Strangling Medicaid costs threaten to derail Republican Gov. Jeff Landry’s desire to right-size Louisiana’s budget, data behind his latest budget proposal for fiscal year 2027 revealed.
Last week, the Landry Administration submitted its FY 2027 budget to the Joint Legislative Committee of the Budget, in preparation for legislative deliberation in the upcoming 2026 Regular Session. This document must adhere to the state’s Revenue Estimating Conference, which last month disgorged the latest estimates over the next few years, and covered the source that the Legislature can utilize in appropriations bills, the general fund.
The end product was essentially standstill according to the general fund (aided by significant efficiency cuts in the neighborhood of $300 million), but incorporated a noticeable reduction of $3.5 billion overall, split fairly evenly between declines in statutory dedications and federal funds (more of the former than latter). The main factor behind the federal funds decreases is as a result of turning off the debt-fueled/inflation-triggering spigots from the Democrat Pres. Joe Biden era and Republican Pres. Donald Trump Administration programmatic changes plus some disaster-related expenditures, while for dedications that dropped mainly because the Revenue Stabilization Trust Fund was tapped so heavily for projects the previous year.
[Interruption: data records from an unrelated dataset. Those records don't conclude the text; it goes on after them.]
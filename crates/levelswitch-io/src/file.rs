//! Defines the on-disk settings file for LevelSwitch.
//!
//! The file wraps the switcher settings and the generic save document (which
//! carries the `audioSwitches` array) with a format version and timestamps.
//! It is serialized to RON or JSON depending on the file extension.

use crate::codec;
use crate::error::{IoError, Result};
use chrono::{DateTime, Utc};
use levelswitch_core::{HandleResolver, SwitcherContext, SwitcherSettings};
use serde::{Deserialize, Serialize};
use serde_json::{Map, Value};
use std::fs::File;
use std::io::{Read, Write};
use std::path::Path;
use tracing::info;

/// The current version of the settings file format.
pub const SWITCHER_FILE_VERSION: &str = "1.0.0";

/// Maximum allowed settings file size (10 MB).
pub const MAX_SWITCHER_FILE_SIZE: u64 = 10 * 1024 * 1024;

/// Top-level structure of a saved settings file.
#[derive(Debug, Clone, Serialize, Deserialize, PartialEq)]
pub struct SwitcherFile {
    /// The version of the file format.
    pub version: String,
    /// Creation and modification times.
    pub metadata: FileMetadata,
    /// Engine settings.
    #[serde(default)]
    pub settings: SwitcherSettings,
    /// Generic save document holding the rule arrays.
    #[serde(default)]
    pub document: Map<String, Value>,
}

/// Metadata associated with a settings file.
#[derive(Debug, Clone, Serialize, Deserialize, PartialEq)]
pub struct FileMetadata {
    /// Timestamp of when the file was first created.
    pub created_at: DateTime<Utc>,
    /// Timestamp of the last modification.
    pub modified_at: DateTime<Utc>,
}

impl SwitcherFile {
    /// Creates a new file with empty document, stamping both times with now.
    pub fn new(settings: SwitcherSettings) -> Self {
        let now = Utc::now();
        Self {
            version: SWITCHER_FILE_VERSION.to_string(),
            metadata: FileMetadata {
                created_at: now,
                modified_at: now,
            },
            settings,
            document: Map::new(),
        }
    }

    /// Snapshot a context's settings and persistable rules.
    pub fn from_context(context: &SwitcherContext, resolver: &dyn HandleResolver) -> Self {
        let mut file = Self::new(context.settings());
        codec::save_context(context, resolver, &mut file.document);
        file
    }

    /// Push the stored settings and rules into a context.
    ///
    /// Settings go first so the previous-scene marker and default condition
    /// used while decoding rules are the stored ones. Returns the rule count.
    pub fn apply_to(&self, context: &SwitcherContext, resolver: &dyn HandleResolver) -> usize {
        let settings = self.settings.clone();
        context.update_settings(|current| *current = settings);
        let count = codec::load_context(context, resolver, &self.document);
        context.refresh_display_keys(resolver);
        count
    }

    /// Loads a file from `path`, rejecting files from other format versions.
    pub fn load(path: &Path) -> Result<Self> {
        let file = Self::load_with_limit(path, MAX_SWITCHER_FILE_SIZE)?;
        if file.version != SWITCHER_FILE_VERSION {
            return Err(IoError::VersionMismatch {
                expected: SWITCHER_FILE_VERSION.to_string(),
                found: file.version,
            });
        }
        info!("Loaded settings file {}", path.display());
        Ok(file)
    }

    /// Loads a file with a specific size limit and no version check.
    fn load_with_limit(path: &Path, limit: u64) -> Result<Self> {
        let size = std::fs::metadata(path)?.len();
        if size > limit {
            return Err(IoError::FileTooLarge { size, limit });
        }

        let extension = path
            .extension()
            .and_then(|ext| ext.to_str())
            .unwrap_or("ron");

        let mut content = String::new();
        match extension {
            "json" => {
                File::open(path)?.read_to_string(&mut content)?;
                Ok(serde_json::from_str(&content)?)
            }
            "ron" => {
                File::open(path)?.read_to_string(&mut content)?;
                Ok(ron::from_str(&content)?)
            }
            _ => Err(IoError::UnsupportedFormat(extension.to_string())),
        }
    }

    /// Saves the file to `path`, updating `modified_at`.
    pub fn save(&mut self, path: &Path) -> Result<()> {
        let extension = path
            .extension()
            .and_then(|ext| ext.to_str())
            .unwrap_or("ron");

        self.metadata.modified_at = Utc::now();

        match extension {
            "json" => {
                let file = File::create(path)?;
                serde_json::to_writer_pretty(file, self)?;
            }
            "ron" => {
                let config = ron::ser::PrettyConfig::default();
                let s = ron::ser::to_string_pretty(self, config)?;
                let mut file = File::create(path)?;
                file.write_all(s.as_bytes())?;
            }
            _ => return Err(IoError::UnsupportedFormat(extension.to_string())),
        }

        info!("Saved settings file {}", path.display());
        Ok(())
    }
}
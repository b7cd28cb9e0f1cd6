//! In-process resource registry
//!
//! [`MemoryRegistry`] stands in for the host application's source registry:
//! it owns named scenes, transitions and audio sources, hands out weak
//! handles to them and stores the latest level of each audio source. It is
//! used by the command-line runner and by tests.

use crate::handle::{HandleKind, HandleResolver, LevelMeter, ResourceId, WeakHandle};
use parking_lot::RwLock;
use tracing::debug;

#[derive(Debug, Clone)]
struct Resource {
    id: ResourceId,
    kind: HandleKind,
    name: String,
    level: f32,
}

#[derive(Debug)]
struct RegistryInner {
    resources: Vec<Resource>,
    next_id: ResourceId,
}

/// Thread-safe registry of live host resources
#[derive(Debug)]
pub struct MemoryRegistry {
    inner: RwLock<RegistryInner>,
}

impl Default for MemoryRegistry {
    fn default() -> Self {
        Self::new()
    }
}

impl MemoryRegistry {
    /// Create an empty registry
    pub fn new() -> Self {
        Self {
            inner: RwLock::new(RegistryInner {
                resources: Vec::new(),
                next_id: 1,
            }),
        }
    }

    /// Register a resource. Names are unique per kind; registering an existing
    /// name returns the id already in use.
    pub fn add(&self, kind: HandleKind, name: impl Into<String>) -> ResourceId {
        let name = name.into();
        let mut inner = self.inner.write();
        if let Some(existing) = inner
            .resources
            .iter()
            .find(|r| r.kind == kind && r.name == name)
        {
            debug!("{} '{}' already registered", kind, name);
            return existing.id;
        }
        let id = inner.next_id;
        inner.next_id += 1;
        inner.resources.push(Resource {
            id,
            kind,
            name,
            level: 0.0,
        });
        id
    }

    /// Register a scene
    pub fn add_scene(&self, name: impl Into<String>) -> ResourceId {
        self.add(HandleKind::Scene, name)
    }

    /// Register a transition
    pub fn add_transition(&self, name: impl Into<String>) -> ResourceId {
        self.add(HandleKind::Transition, name)
    }

    /// Register an audio source
    pub fn add_audio_source(&self, name: impl Into<String>) -> ResourceId {
        self.add(HandleKind::AudioSource, name)
    }

    /// Delete a resource. Handles to it dangle from now on.
    pub fn remove(&self, id: ResourceId) -> bool {
        let mut inner = self.inner.write();
        let before = inner.resources.len();
        inner.resources.retain(|r| r.id != id);
        inner.resources.len() != before
    }

    /// Rename a resource in place; existing handles stay valid
    pub fn rename(&self, id: ResourceId, new_name: impl Into<String>) -> bool {
        let mut inner = self.inner.write();
        match inner.resources.iter_mut().find(|r| r.id == id) {
            Some(resource) => {
                resource.name = new_name.into();
                true
            }
            None => false,
        }
    }

    /// Set the current level of an audio source by name
    pub fn set_level(&self, source_name: &str, level: f32) -> bool {
        let mut inner = self.inner.write();
        match inner
            .resources
            .iter_mut()
            .find(|r| r.kind == HandleKind::AudioSource && r.name == source_name)
        {
            Some(resource) => {
                resource.level = level;
                true
            }
            None => false,
        }
    }

    /// Number of live resources
    pub fn len(&self) -> usize {
        self.inner.read().resources.len()
    }

    /// Check if the registry holds nothing
    pub fn is_empty(&self) -> bool {
        self.inner.read().resources.is_empty()
    }
}

impl HandleResolver for MemoryRegistry {
    fn resolve(&self, kind: HandleKind, name: &str) -> WeakHandle {
        if name.is_empty() {
            return WeakHandle::absent(kind);
        }
        let inner = self.inner.read();
        inner
            .resources
            .iter()
            .find(|r| r.kind == kind && r.name == name)
            .map(|r| WeakHandle::new(kind, r.id, r.name.clone()))
            .unwrap_or_else(|| WeakHandle::absent(kind))
    }

    fn name_of(&self, handle: &WeakHandle) -> Option<String> {
        let id = handle.id()?;
        let inner = self.inner.read();
        inner
            .resources
            .iter()
            .find(|r| r.id == id && r.kind == handle.kind())
            .map(|r| r.name.clone())
    }

    fn names(&self, kind: HandleKind) -> Vec<String> {
        self.inner
            .read()
            .resources
            .iter()
            .filter(|r| r.kind == kind)
            .map(|r| r.name.clone())
            .collect()
    }
}

impl LevelMeter for MemoryRegistry {
    fn level(&self, source: &WeakHandle) -> Option<f32> {
        if source.kind() != HandleKind::AudioSource {
            return None;
        }
        let id = source.id()?;
        self.inner
            .read()
            .resources
            .iter()
            .find(|r| r.id == id && r.kind == HandleKind::AudioSource)
            .map(|r| r.level)
    }
}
The projected general fund with this budget begins a flat period of projected revenues, partly as result of the final implementation of tax cuts and partly as a result of shifting hundreds of millions of dollars from motor vehicle sales taxes from going into operating expenditures – a temporary concession of the last couple of years to smooth out the beginning of tax cuts – and returning to roads infrastructure. For FY 2027, the general fund fell $62 million from the existing FY 2026 budget.
So, for the upcoming year, what changes were made largely were zero-sum. Most controversially, Landry wants to double spending on the state’s educational savings account program that expanded by only a few hundred slots last year. An increase of $44.2 million would add at least 4,000 seats, about a tenth of the demand, weighed toward lower-income households.
The biggest increase requested would add $75 million to throw at to entice them to come or expand businesses with jobs likely to pay above a parish’s average wage. Some of this would be at the expense of other scaled-down incentive programs. At almost $35 million are additions to corrections, with about half going to a $3 per diem increase to local jailers, which makes sense as Landry and the GOP Legislature shut the doors again on convicts after these being flung open for several years, so an increase in cells is necessary.
The past fiscal year surplus, after its half that must got to paying down pension liabilities and the Budget Stabilization Fund, is intended to go to capital projects. Note that all this could change substantially should voters approve a constitutional amendment in May that would combine the BSF and RTSF.
The most intriguing cuts from the general fund come to the lieutenant governor’s office, about two-thirds of it cut where previously it comprised one-third of all revenues. About a third of the cut came from disappearance of one-time money, but the rest comes from axing state subsidies to two local entities and state parks. The Department of Environmental Quality also takes a large proportional reduction, but it’s a drop in the bucket compared to its other sources of funds. That’s also true for the Department of Education which falls $125 million, with the main reason for that is the roll-off of and educator stipend, done now for the past two years, of around $200 million – but, again, the amendments if approved could engineer missing teacher stipends and turn them into permanent pay raises without use of extra general fund dollars.
All in all, the budget works well – this year. However, part of the presented material noted general fund deficits ahead for the next three years, for as revenues would remain flat as the impact of tax cuts was offset by additional economic growth from those changes, and potentially the impact of the amendment could boost revenues further, expenses, primarily tied to Medicaid, would continue to soar. As well, an outside ratings agency essentially predicts flat population and job growth for those years, capping potential revenue gains. (Although this could be an underestimation, given the surge in business investment sweeping the state in Landry’s two years in office, but at the same time efficiency savings should be much lower.)
Possibly increases in other funding sources – self-generated, statutory dedications, and federal funds – could make up some of the gap outside of the general fund and clever redirections to it could ensue, but realistically only federal funds increases could make a dent in projected deficits that stretch to nearly $1 billion by fiscal year 2030. Only state policy changes or fiscal changes can bridge this should it manifest.
And it can’t hurt to start now. One adjustment that could help is instead of spending from this year’s surplus almost $290 million on capital outlay would be shunt some or all of that into pension fund liability reduction. If Amendment #3 passes, that already would free up some money from forgone reduction payments, but adding more would provide an opportunity for greater future revenue leverage, such as paying down debt early to release principal and interest in future years.
Overall, Landry continues to practice far better budgeting and spending decisions than did his predecessor, but he and the Legislature in the face of discouraging expenditure forecasts can do more.